Taliban attack Afghan government post near Iran border, killing 20 troops
- Sparsely populated Farah, on the border with Iran, has seen months of heavy fighting, with hundreds police and soldiers killed. The Taliban threatened to seize the provincial capital in May.
- In the latest violence in the province, the insurgents assaulted the border post manned by about 50 Afghan government soldiers before dawn, officials in the area said.
- The attack underlined the struggle Afghan security forces face in confronting the insurgents, who have steadily extended their control in the countryside, even though the government holds all provincial centers.
Taliban militants attacked a border outpost in western Afghanistan on Tuesday, killing 20 government soldiers in the latest assault likely to compound fears that the security forces are facing an unsustainable casualty toll.
Sparsely populated Farah, on the border with Iran, has seen months of heavy fighting, with hundreds police and soldiers killed. The Taliban threatened to seize the provincial capital in May.
In the latest violence in the province, the insurgents assaulted the border post manned by about 50 Afghan government soldiers before dawn, officials in the area said.
At least 20 soldiers were known to have been killed, several wounded and the others were missing, said a senior military officer who declined to be identified as he is not authorized to speak to media.
The Taliban, fighting to oust foreign forces and overthrow the Western-backed Kabul government, claimed responsibility saying they had captured the base, killed 30 soldiers and seized weapons and ammunition.
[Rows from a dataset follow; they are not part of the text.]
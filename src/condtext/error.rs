//! Error types for preprocessing

use crate::condtext::ast::BranchKind;
use thiserror::Error;

/// Errors raised while parsing a single condition
#[derive(Error, Debug, Clone, PartialEq, Eq)]
pub enum ExpressionError {
    #[error("missing condition")]
    Empty,

    #[error("`else` does not take a condition, found `{0}`")]
    UnexpectedCondition(String),

    #[error("invalid condition `{condition}` at offset {offset}: {message}")]
    Syntax {
        condition: String,
        offset: usize,
        message: String,
    },
}

/// Errors that abort a preprocessing run. No partial output is produced.
#[derive(Error, Debug, Clone, PartialEq, Eq)]
pub enum PreprocessError {
    #[error("line {line}: `endif` without a matching `if`")]
    UnmatchedEnd { line: usize },

    #[error("line {line}: `{kind}` without a matching `if`")]
    OrphanBranch { kind: BranchKind, line: usize },

    #[error("line {line}: `{kind}` after `else` in the same block")]
    BranchAfterElse { kind: BranchKind, line: usize },

    #[error("line {line}: `if` is never closed by `endif`")]
    UnterminatedBlock { line: usize },

    #[error("line {line}: directive comment is never closed")]
    UnterminatedDirective { line: usize },

    #[error("line {line}: blocks nested deeper than {limit} levels")]
    NestingTooDeep { line: usize, limit: usize },

    #[error("line {line}: {source}")]
    Expression {
        line: usize,
        #[source]
        source: ExpressionError,
    },

    #[error("line {line}: unsupported unary operator `{operator}`")]
    UnsupportedOperator { line: usize, operator: String },
}

impl PreprocessError {
    /// 1-based line of the directive that caused the error
    pub fn line(&self) -> usize {
        match self {
            PreprocessError::UnmatchedEnd { line }
            | PreprocessError::OrphanBranch { line, .. }
            | PreprocessError::BranchAfterElse { line, .. }
            | PreprocessError::UnterminatedBlock { line }
            | PreprocessError::UnterminatedDirective { line }
            | PreprocessError::NestingTooDeep { line, .. }
            | PreprocessError::Expression { line, .. }
            | PreprocessError::UnsupportedOperator { line, .. } => *line,
        }
    }

    /// True for nesting errors, false for condition errors
    pub fn is_structural(&self) -> bool {
        !matches!(
            self,
            PreprocessError::Expression { .. } | PreprocessError::UnsupportedOperator { .. }
        )
    }
}
//! # condtext
//!
//! Conditional text preprocessing driven by directives embedded in comments.
//!
//! A document carries `/*#if EXPR*/`, `/*#elif EXPR*/`, `/*#else*/` and
//! `/*#endif*/` markers (or their `<!--#if EXPR-->` markup-comment forms). Given
//! the set of defined symbols, only the text of the selected branches is kept
//! and all directive lines are removed.
//!
//! File Layout
//!
//!     src/condtext
//!       ├── lexing       Line splitter: core tokens, lines, statements, EOL
//!       ├── expression   Condition tokens, parser and evaluator
//!       ├── ast          Directive tree
//!       ├── building     Statements to tree
//!       ├── generation   Tree to text
//!       ├── processor    Entry point tying the stages together
//!       ├── symbols      Defined symbol set
//!       ├── error        Error types; diagnostics for recovered problems
//!       ├── config       Layered configuration with embedded defaults
//!       └── formats      treeviz and JSON views of the directive tree
//!
//! The usual entry point is [`preprocess`]:
//!
//! ```rust,ignore
//! use condtext::{preprocess, DefinedSymbols};
//!
//! let symbols = DefinedSymbols::from_iter(["A"]);
//! let out = preprocess("/*#if A*/\nhello\n/*#endif*/\n", &symbols)?;
//! assert_eq!(out, "hello\n");
//! ```

pub mod condtext;

pub use condtext::error::PreprocessError;
pub use condtext::processor::{preprocess, PreprocessOptions, Preprocessor, Processed};
pub use condtext::symbols::DefinedSymbols;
Some officials in Farah have accused Iran, which the United States says is trying to extend its influence in western Afghanistan, of providing the insurgents with money and weapons. Iran denies the accusation.
On Monday, the militants captured an important security post outside the central city of Ghazni, killing 13 members of government forces and underscoring their vulnerability even in areas where defenses have been bolstered.
More than 17 years after U.S.-led forces toppled the Taliban regime, Afghan forces are dying in record numbers with Afghan and U.S. officials warning that the casualty rate is not sustainable.
In September alone, more than 500 Afghan soldiers were killed and hundreds wounded, the Defence Ministry said.
Tentative steps toward peace talks between the Taliban and the United States have had no impact on the level of attacks.
The U.S. special envoy for peace in Afghanistan, Zalmay Khalilzad, met Taliban leaders in Qatar last month. The Taliban will also join multilateral peace talks hosted by Russia this week.